The entire month is like a long morning after. Now that all the costumes from Halloween are gone, we are left with the unmasked face of fall. The trees have gone from looking beautiful with the leaves changing colors to looking dead with all the leaves falling off. The excitement of pumpkin drinks and hayrides has worn off. And it’s colder than it was last month, but not yet cold enough to really enjoy the usual winter activities.
You may want to ask, “What happened to you during this month that made you hate it so much?” The answer is nothing. During college, November was a good month. It was the time that all the student groups had their semi-formals, and it was too early to worry about finals.
I want to be proven wrong. I would love for someone to comment with a list of things that we can enjoy about November. But until then, November mostly just makes me think about the rotting pumpkin that I’m simply too lazy to throw out. .
Image via Shutterstock
1) Deer season.
2) Whiskey drinking weather.
3) Bonfires.
4) Koozies switch their role from keeping your beer cold to keeping your hand warm.
5) Unlimited mash potatoes and gravy.
6) Best leftovers of the year.
7) Football.
8) Booze cruising through corn fields in those 4 person side by side ATV things.
9) Shooting at coyotes while #8
I could go on…
Don’t forget start of prime time outdoor hot tub season
The sauna to snowbank (or pool) rotation isn’t one to be ruled out either.
Usually November is too early for snow banks. However, I respect the reference. Hot tub to snow bank brings back many memories of my childhood.

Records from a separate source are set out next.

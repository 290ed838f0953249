//! Monotonic progress tracking and the on-disk progress marker.

use std::fs;
use std::path::{Path, PathBuf};

use tracing::debug;

use crate::error::Result;
use crate::report::write_atomic;

/// Tracks `progress_percent` for one run.
///
/// The value is the weight of the highest stage that reached a completed or
/// skipped state; it never decreases. Every observed value is kept so callers
/// can audit monotonicity after the run.
#[derive(Debug, Clone)]
pub struct ProgressTracker {
    marker: Option<PathBuf>,
    current: u8,
    history: Vec<u8>,
}

impl ProgressTracker {
    /// Tracker that mirrors each change into `marker` (plain text percentage).
    pub fn with_marker(marker: impl Into<PathBuf>, initial: u8) -> Self {
        Self {
            marker: Some(marker.into()),
            current: initial,
            history: vec![initial],
        }
    }

    /// Tracker without a marker file.
    pub fn in_memory(initial: u8) -> Self {
        Self {
            marker: None,
            current: initial,
            history: vec![initial],
        }
    }

    pub fn current(&self) -> u8 {
        self.current
    }

    pub fn history(&self) -> &[u8] {
        &self.history
    }

    /// Record that a stage of `weight` finished. Lower weights leave the value unchanged.
    pub fn advance(&mut self, weight: u8) -> Result<u8> {
        let next = self.current.max(weight);
        self.history.push(next);
        if next != self.current {
            self.current = next;
            self.persist()?;
        }
        Ok(self.current)
    }

    /// Write the current value to the marker file, if any.
    pub fn persist(&self) -> Result<()> {
        if let Some(marker) = &self.marker {
            write_atomic(marker, format!("{}\n", self.current).as_bytes())?;
            debug!(progress = self.current, marker = %marker.display(), "Progress marker updated");
        }
        Ok(())
    }
}

/// Read a progress marker written by [`ProgressTracker`].
pub fn read_progress(marker: &Path) -> Option<u8> {
    fs::read_to_string(marker).ok()?.trim().parse().ok()
}

#[cfg(test)]
mod tests {
    use super::*;

    #[test]
    fn test_progress_is_monotonic() {
        let mut tracker = ProgressTracker::in_memory(0);
        tracker.advance(10).unwrap();
        tracker.advance(30).unwrap();
        tracker.advance(20).unwrap();
        assert_eq!(tracker.current(), 30);
        assert_eq!(tracker.history(), &[0, 10, 30, 30]);
        assert!(tracker.history().windows(2).all(|w| w[0] <= w[1]));
    }

    #[test]
    fn test_marker_file_tracks_current_value() {
        let dir = tempfile::tempdir().unwrap();
        let marker = dir.path().join("state/progress");
        let mut tracker = ProgressTracker::with_marker(&marker, 0);
        tracker.persist().unwrap();
        assert_eq!(read_progress(&marker), Some(0));

        tracker.advance(45).unwrap();
        assert_eq!(read_progress(&marker), Some(45));
        assert_eq!(fs::read_to_string(&marker).unwrap(), "45\n");
    }

    #[test]
    fn test_missing_marker_reads_none() {
        let dir = tempfile::tempdir().unwrap();
        assert_eq!(read_progress(&dir.path().join("progress")), None);
    }
}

10) College basketball season kicks off
I’m still riding the pumpkin train pretty hard.
via GIPHY
https://pgparchive.wpengine.com/a-basic-bros-beer-review-pumpkin-2-0/
November is great, Halloween is one day. Thanksgiving and Black Friday give you an extended weekend! #SaveThanksgiving
Also it’s my birthday month so I’m biased, but that’s beside the point.

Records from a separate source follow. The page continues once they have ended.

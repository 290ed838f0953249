//! Stage invocation across the process boundary.
//!
//! [`StageRunner`] is the seam between the engine and child processes.
//! [`ProcessStageRunner`] starts each stage in its own process group so a
//! timeout or interrupt can take down everything the stage spawned.

use std::fs::{self, OpenOptions};
use std::io::Write;
use std::path::PathBuf;
use std::process::{ExitStatus, Stdio};
use std::time::{Duration, Instant, SystemTime};

use async_trait::async_trait;
use chrono::Utc;
use nix::sys::signal::{killpg, Signal};
use nix::unistd::Pid;
use serde::{Deserialize, Serialize};
use tokio::process::{Child, Command};
use tokio::sync::watch;
use tracing::{debug, error, info, warn};
use uuid::Uuid;

use crate::error::{OrchestratorError, Result};
use crate::report::read_tail;

/// Grace period between SIGTERM and SIGKILL on interrupt.
pub const DEFAULT_KILL_GRACE: Duration = Duration::from_secs(5);

/// Interval between "still running" events.
pub const DEFAULT_HEARTBEAT: Duration = Duration::from_secs(60);

const FAILURE_TAIL_LINES: usize = 20;

/// Everything needed to start one attempt of one stage.
#[derive(Debug, Clone)]
pub struct Invocation {
    pub stage_id: String,
    pub executable: PathBuf,
    pub args: Vec<String>,
    pub build_root: PathBuf,
    pub log_path: PathBuf,
    pub timeout: Duration,
    pub profile: String,
    pub run_id: Uuid,
    /// 1-based attempt number within this run.
    pub attempt: u32,
}

impl Invocation {
    /// Human-readable command line, as recorded in failure reports.
    pub fn command_line(&self) -> String {
        let mut parts = vec![self.executable.display().to_string()];
        parts.extend(self.args.iter().cloned());
        parts.push(self.build_root.display().to_string());
        parts.join(" ")
    }
}

/// How an attempt ended.
#[derive(Debug, Clone, Copy, PartialEq, Eq, Serialize, Deserialize)]
#[serde(rename_all = "snake_case", tag = "kind")]
pub enum ExitDisposition {
    Success,
    /// Non-zero exit. `exit_code` is `None` when the process died from a
    /// signal or could not be started.
    Failed { exit_code: Option<i32> },
    TimedOut,
    Aborted,
}

/// Result of one attempt.
#[derive(Debug, Clone)]
pub struct StageExecution {
    pub stage_id: String,
    pub attempt: u32,
    pub disposition: ExitDisposition,
    pub started_at: SystemTime,
    pub duration: Duration,
}

impl StageExecution {
    pub fn passed(&self) -> bool {
        self.disposition == ExitDisposition::Success
    }

    /// The error a failed attempt amounts to; `None` on success.
    pub fn error(&self, stage_id: &str, timeout: Duration) -> Option<OrchestratorError> {
        let stage_id = stage_id.to_string();
        match self.disposition {
            ExitDisposition::Success => None,
            ExitDisposition::Failed { exit_code: Some(code) } => Some(OrchestratorError::StageExecution {
                stage_id,
                reason: format!("exited with status {code}"),
            }),
            ExitDisposition::Failed { exit_code: None } => Some(OrchestratorError::StageExecution {
                stage_id,
                reason: "terminated by signal or failed to start".to_string(),
            }),
            ExitDisposition::TimedOut => Some(OrchestratorError::StageTimeout { stage_id, timeout }),
            ExitDisposition::Aborted => Some(OrchestratorError::Aborted),
        }
    }

    pub fn exit_code(&self) -> Option<i32> {
        match self.disposition {
            ExitDisposition::Success => Some(0),
            ExitDisposition::Failed { exit_code } => exit_code,
            _ => None,
        }
    }

    pub fn duration_ms(&self) -> u64 {
        self.duration.as_millis() as u64
    }
}

/// Runs one stage attempt to completion, timeout or cancellation.
///
/// `cancel` flips to `true` when the run is interrupted; implementations
/// must stop the stage promptly and report [`ExitDisposition::Aborted`].
#[async_trait]
pub trait StageRunner: Send + Sync {
    async fn invoke(
        &self,
        invocation: &Invocation,
        cancel: watch::Receiver<bool>,
    ) -> Result<StageExecution>;
}

/// Production runner backed by `tokio::process`.
#[derive(Debug, Clone)]
pub struct ProcessStageRunner {
    heartbeat: Duration,
    kill_grace: Duration,
}

impl Default for ProcessStageRunner {
    fn default() -> Self {
        Self {
            heartbeat: DEFAULT_HEARTBEAT,
            kill_grace: DEFAULT_KILL_GRACE,
        }
    }
}

impl ProcessStageRunner {
    pub fn new() -> Self {
        Self::default()
    }

    pub fn with_heartbeat(mut self, heartbeat: Duration) -> Self {
        self.heartbeat = heartbeat;
        self
    }

    pub fn with_kill_grace(mut self, grace: Duration) -> Self {
        self.kill_grace = grace;
        self
    }

    fn spawn(&self, inv: &Invocation) -> Result<Child> {
        if let Some(parent) = inv.log_path.parent() {
            fs::create_dir_all(parent)?;
        }
        let mut log = OpenOptions::new()
            .create(true)
            .append(true)
            .open(&inv.log_path)?;
        writeln!(
            log,
            "==> {} stage={} attempt={} run={}",
            Utc::now().to_rfc3339(),
            inv.stage_id,
            inv.attempt,
            inv.run_id
        )?;
        let stderr = log.try_clone()?;

        let child = Command::new(&inv.executable)
            .args(&inv.args)
            .arg(&inv.build_root)
            .current_dir(&inv.build_root)
            .env("STAGEWRIGHT_ROOT", &inv.build_root)
            .env("STAGEWRIGHT_STAGE", &inv.stage_id)
            .env("STAGEWRIGHT_PROFILE", &inv.profile)
            .env("STAGEWRIGHT_RUN_ID", inv.run_id.to_string())
            .env("STAGEWRIGHT_ATTEMPT", inv.attempt.to_string())
            .stdin(Stdio::null())
            .stdout(Stdio::from(log))
            .stderr(Stdio::from(stderr))
            .process_group(0)
            .kill_on_drop(true)
            .spawn()?;
        Ok(child)
    }
}

enum Ended {
    Exited(ExitStatus),
    TimedOut,
    Aborted,
}

#[async_trait]
impl StageRunner for ProcessStageRunner {
    async fn invoke(
        &self,
        inv: &Invocation,
        mut cancel: watch::Receiver<bool>,
    ) -> Result<StageExecution> {
        let started_at = SystemTime::now();
        let clock = Instant::now();

        let finish = |disposition: ExitDisposition| StageExecution {
            stage_id: inv.stage_id.clone(),
            attempt: inv.attempt,
            disposition,
            started_at,
            duration: clock.elapsed(),
        };

        if *cancel.borrow() {
            return Ok(finish(ExitDisposition::Aborted));
        }

        let mut child = match self.spawn(inv) {
            Ok(child) => child,
            Err(e) => {
                error!(stage = %inv.stage_id, command = %inv.command_line(), error = %e, "Failed to start stage");
                return Ok(finish(ExitDisposition::Failed { exit_code: None }));
            }
        };
        let group = child.id().map(|pid| Pid::from_raw(pid as i32));
        debug!(stage = %inv.stage_id, pid = ?child.id(), timeout_secs = inv.timeout.as_secs(), "Stage process started");

        let deadline = tokio::time::sleep(inv.timeout);
        tokio::pin!(deadline);
        let mut heartbeat =
            tokio::time::interval_at(tokio::time::Instant::now() + self.heartbeat, self.heartbeat);
        let mut cancel_open = true;

        let ended = loop {
            tokio::select! {
                status = child.wait() => break Ended::Exited(status?),
                _ = &mut deadline => {
                    warn!(stage = %inv.stage_id, timeout_secs = inv.timeout.as_secs(), "Stage timed out; killing process group");
                    signal_group(group, Signal::SIGKILL);
                    let _ = child.wait().await;
                    break Ended::TimedOut;
                }
                changed = cancel.changed(), if cancel_open => match changed {
                    Ok(()) if *cancel.borrow() => {
                        warn!(stage = %inv.stage_id, "Interrupt received; terminating stage");
                        terminate_group(&mut child, group, self.kill_grace).await;
                        break Ended::Aborted;
                    }
                    Ok(()) => {}
                    Err(_) => cancel_open = false,
                },
                _ = heartbeat.tick() => {
                    info!(stage = %inv.stage_id, elapsed_secs = clock.elapsed().as_secs(), "Stage still running");
                }
            }
        };

        let disposition = match ended {
            Ended::Exited(status) if status.success() => ExitDisposition::Success,
            Ended::Exited(status) => ExitDisposition::Failed {
                exit_code: status.code(),
            },
            Ended::TimedOut => ExitDisposition::TimedOut,
            Ended::Aborted => ExitDisposition::Aborted,
        };
        // Reap anything the stage left behind in its group.
        if disposition != ExitDisposition::Success {
            signal_group(group, Signal::SIGKILL);
        }

        let execution = finish(disposition);
        if execution.passed() {
            info!(stage = %inv.stage_id, duration_ms = execution.duration_ms(), "Stage exited successfully");
        } else {
            error!(
                stage = %inv.stage_id,
                disposition = ?execution.disposition,
                duration_ms = execution.duration_ms(),
                log = %inv.log_path.display(),
                "Stage failed"
            );
            for line in read_tail(&inv.log_path, FAILURE_TAIL_LINES) {
                error!(stage = %inv.stage_id, "| {line}");
            }
        }
        Ok(execution)
    }
}

fn signal_group(group: Option<Pid>, signal: Signal) {
    let Some(pgid) = group else { return };
    match killpg(pgid, signal) {
        Ok(()) | Err(nix::errno::Errno::ESRCH) => {}
        Err(e) => warn!(pgid = %pgid, signal = %signal, error = %e, "Failed to signal process group"),
    }
}

async fn terminate_group(child: &mut Child, group: Option<Pid>, grace: Duration) {
    signal_group(group, Signal::SIGTERM);
    if tokio::time::timeout(grace, child.wait()).await.is_err() {
        signal_group(group, Signal::SIGKILL);
        let _ = child.wait().await;
    }
}

#[cfg(test)]
mod tests {
    use super::*;
    use crate::error::ErrorCode;
    use std::path::Path;

    fn script(dir: &Path, name: &str, body: &str) -> PathBuf {
        let path = dir.join(name);
        fs::write(&path, format!("#!/bin/sh\n{body}\n")).unwrap();
        path
    }

    // Scripts run through the shell so no test execs a file another thread
    // may still hold open for writing.
    fn invocation(root: &Path, script: PathBuf, timeout: Duration) -> Invocation {
        Invocation {
            stage_id: "unit".to_string(),
            executable: PathBuf::from("/bin/sh"),
            args: vec![script.display().to_string()],
            build_root: root.to_path_buf(),
            log_path: root.join("logs/unit.log"),
            timeout,
            profile: "standard".to_string(),
            run_id: Uuid::nil(),
            attempt: 1,
        }
    }

    #[tokio::test]
    async fn test_success_captures_output_and_env() {
        let dir = tempfile::tempdir().unwrap();
        let exe = script(dir.path(), "ok.sh", r#"echo "root=$1 stage=$STAGEWRIGHT_STAGE profile=$STAGEWRIGHT_PROFILE""#);
        let inv = invocation(dir.path(), exe, Duration::from_secs(10));
        let (_tx, rx) = watch::channel(false);

        let result = ProcessStageRunner::new().invoke(&inv, rx).await.unwrap();
        assert!(result.passed());
        assert_eq!(result.exit_code(), Some(0));

        let log = fs::read_to_string(&inv.log_path).unwrap();
        assert!(log.contains("==> "));
        assert!(log.contains(&format!("root={}", dir.path().display())));
        assert!(log.contains("stage=unit profile=standard"));
    }

    #[tokio::test]
    async fn test_nonzero_exit_is_execution_failure() {
        let dir = tempfile::tempdir().unwrap();
        let exe = script(dir.path(), "fail.sh", "echo boom >&2\nexit 3");
        let inv = invocation(dir.path(), exe, Duration::from_secs(10));
        let (_tx, rx) = watch::channel(false);

        let result = ProcessStageRunner::new().invoke(&inv, rx).await.unwrap();
        assert_eq!(result.disposition, ExitDisposition::Failed { exit_code: Some(3) });
        let err = result.error("unit", inv.timeout).unwrap();
        assert_eq!(err.code(), ErrorCode::StageExecution);
        assert_eq!(err.to_string(), "stage unit failed: exited with status 3");
        assert!(fs::read_to_string(&inv.log_path).unwrap().contains("boom"));
    }

    #[tokio::test]
    async fn test_timeout_kills_process_group() {
        let dir = tempfile::tempdir().unwrap();
        let exe = script(dir.path(), "slow.sh", "sleep 10 &\nwait");
        let inv = invocation(dir.path(), exe, Duration::from_secs(1));
        let (_tx, rx) = watch::channel(false);

        let started = Instant::now();
        let result = ProcessStageRunner::new().invoke(&inv, rx).await.unwrap();
        assert_eq!(result.disposition, ExitDisposition::TimedOut);
        let err = result.error("unit", inv.timeout).unwrap();
        assert_eq!(err.code(), ErrorCode::StageTimeout);
        assert!(err.to_string().contains("timed out after 1s"));
        assert!(started.elapsed() < Duration::from_secs(3), "took {:?}", started.elapsed());
    }

    #[tokio::test]
    async fn test_cancel_aborts_running_stage() {
        let dir = tempfile::tempdir().unwrap();
        let exe = script(dir.path(), "sleepy.sh", "sleep 30");
        let inv = invocation(dir.path(), exe, Duration::from_secs(60));
        let (tx, rx) = watch::channel(false);

        let runner = ProcessStageRunner::new().with_kill_grace(Duration::from_millis(500));
        let handle = tokio::spawn(async move { runner.invoke(&inv, rx).await });
        tokio::time::sleep(Duration::from_millis(200)).await;
        tx.send(true).unwrap();

        let result = tokio::time::timeout(Duration::from_secs(5), handle)
            .await
            .unwrap()
            .unwrap()
            .unwrap();
        assert_eq!(result.disposition, ExitDisposition::Aborted);
    }

    #[tokio::test]
    async fn test_missing_executable_fails_without_error() {
        let dir = tempfile::tempdir().unwrap();
        let mut inv = invocation(dir.path(), PathBuf::new(), Duration::from_secs(1));
        inv.executable = dir.path().join("absent");
        inv.args.clear();
        let (_tx, rx) = watch::channel(false);
        let result = ProcessStageRunner::new().invoke(&inv, rx).await.unwrap();
        assert_eq!(result.disposition, ExitDisposition::Failed { exit_code: None });
    }
}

At least you get to experience fall. I’m in South Texas and haven’t even felt the need to wear a hoodie yet.
Florida checking in… It was 90 degrees yesterday.

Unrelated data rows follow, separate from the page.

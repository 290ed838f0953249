//! Shared fixtures: a temporary build root and `/bin/sh` stage scripts that
//! count their own invocations.

#![allow(dead_code)]

use std::fs;
use std::path::{Path, PathBuf};
use std::sync::Arc;
use std::time::Duration;

use stagewright_core::{
    EngineConfig, ExecutionEngine, Pipeline, ProcessStageRunner, RecoveryPolicy, Stage,
    StageRegistry,
};
use tempfile::TempDir;

pub struct Workspace {
    dir: TempDir,
}

impl Workspace {
    pub fn new() -> Self {
        let dir = tempfile::tempdir().unwrap();
        fs::create_dir_all(dir.path().join("root")).unwrap();
        fs::create_dir_all(dir.path().join("scripts")).unwrap();
        fs::create_dir_all(dir.path().join("counts")).unwrap();
        Self { dir }
    }

    /// The build root handed to every stage.
    pub fn root(&self) -> PathBuf {
        self.dir.path().join("root")
    }

    pub fn config(&self) -> EngineConfig {
        EngineConfig::new(self.root())
    }

    /// Write a stage script. Scripts run as `/bin/sh <script> <root>`, so the
    /// build root is `$1`.
    pub fn script(&self, name: &str, body: &str) -> PathBuf {
        let path = self.dir.path().join("scripts").join(format!("{name}.sh"));
        fs::write(&path, format!("#!/bin/sh\n{body}\n")).unwrap();
        path
    }

    /// A stage whose script records each invocation before running `body`.
    pub fn stage(&self, id: &str, weight: u8, body: &str) -> Stage {
        let counter = self.counter_path(id);
        let script = self.script(
            id,
            &format!("echo run >> '{}'\n{body}", counter.display()),
        );
        Stage::new(id, weight, "/bin/sh").with_args(vec![script.display().to_string()])
    }

    /// Like [`Workspace::stage`] with a timeout.
    pub fn timed_stage(&self, id: &str, weight: u8, body: &str, timeout: Duration) -> Stage {
        self.stage(id, weight, body).with_timeout(timeout)
    }

    /// Replace the body of an existing stage script, keeping its counter.
    pub fn rewrite(&self, id: &str, body: &str) {
        let counter = self.counter_path(id);
        self.script(id, &format!("echo run >> '{}'\n{body}", counter.display()));
    }

    pub fn invocations(&self, id: &str) -> usize {
        fs::read_to_string(self.counter_path(id))
            .map(|s| s.lines().count())
            .unwrap_or(0)
    }

    fn counter_path(&self, id: &str) -> PathBuf {
        self.dir.path().join("counts").join(id)
    }
}

pub fn registry(stages: Vec<Stage>) -> StageRegistry {
    let mut registry = StageRegistry::new();
    for stage in stages {
        registry.register(stage).unwrap();
    }
    registry
}

pub fn engine(config: EngineConfig, registry: StageRegistry, recovery: RecoveryPolicy) -> ExecutionEngine {
    let runner = ProcessStageRunner::new().with_kill_grace(Duration::from_millis(500));
    ExecutionEngine::new(config, Pipeline { registry, recovery }, Arc::new(runner)).unwrap()
}

pub fn assert_monotonic(history: &[u8]) {
    assert!(
        history.windows(2).all(|w| w[0] <= w[1]),
        "progress went backwards: {history:?}"
    );
}

pub fn read(path: &Path) -> String {
    fs::read_to_string(path).unwrap_or_else(|e| panic!("failed to read {}: {e}", path.display()))
}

1) Thanksgiving has the best food of any holiday.
2) Veterans day makes it the most patriotic Fall month.
3) It’s the beginning of ski/snowboarding season.
4) Election day is in November making it a very crucial month.
5) Daylight savings gives you an extra hour of party time or sleep timeon the weekend (Daylight savings may be stupid but at least this is the best part
6) Thanksgiving keeps the Holliday ball rolling
7) Its better then that garbage month September, which never did anything for anybody.
8) Awesome movies tend to be released around the 20th day of the month.
9) Thanksgivig is a paid Holliday and since its on a Thursday some people end up with a 4 day weekend.
I think you underestimate this month because it falls between Halloween and Christmas, but put it up against some of the other months and you can see why it is awesome. January is December’s November but without a holiday. February has Valentine’s day so that sucks a big one, March has St. Paddy’s and Spring Break so definitely a top month. April sucks. May sucks. June sucks. July ‘Merica August is decent. September sucks.
March is by far the most garbage month. Once you are out of college, there’s no more Spring Break, absolutely 0 holidays, and everyone is sick and tired of all the cold/rain/snow. That 30 day suck fest has one saving grace: Sports. March Madness and hockey are the only things that make the grueling trudge toward Spring bearable. Baseball is trying to make it’s way back but the cold and rain make it a bit difficult to sit in the stands for 4 hours (unless you’re in the southern half of the country).
Not Shaving. Duh.
#SaveThanksgiving
November in Texas is prime “take the tops off the Jeep” season.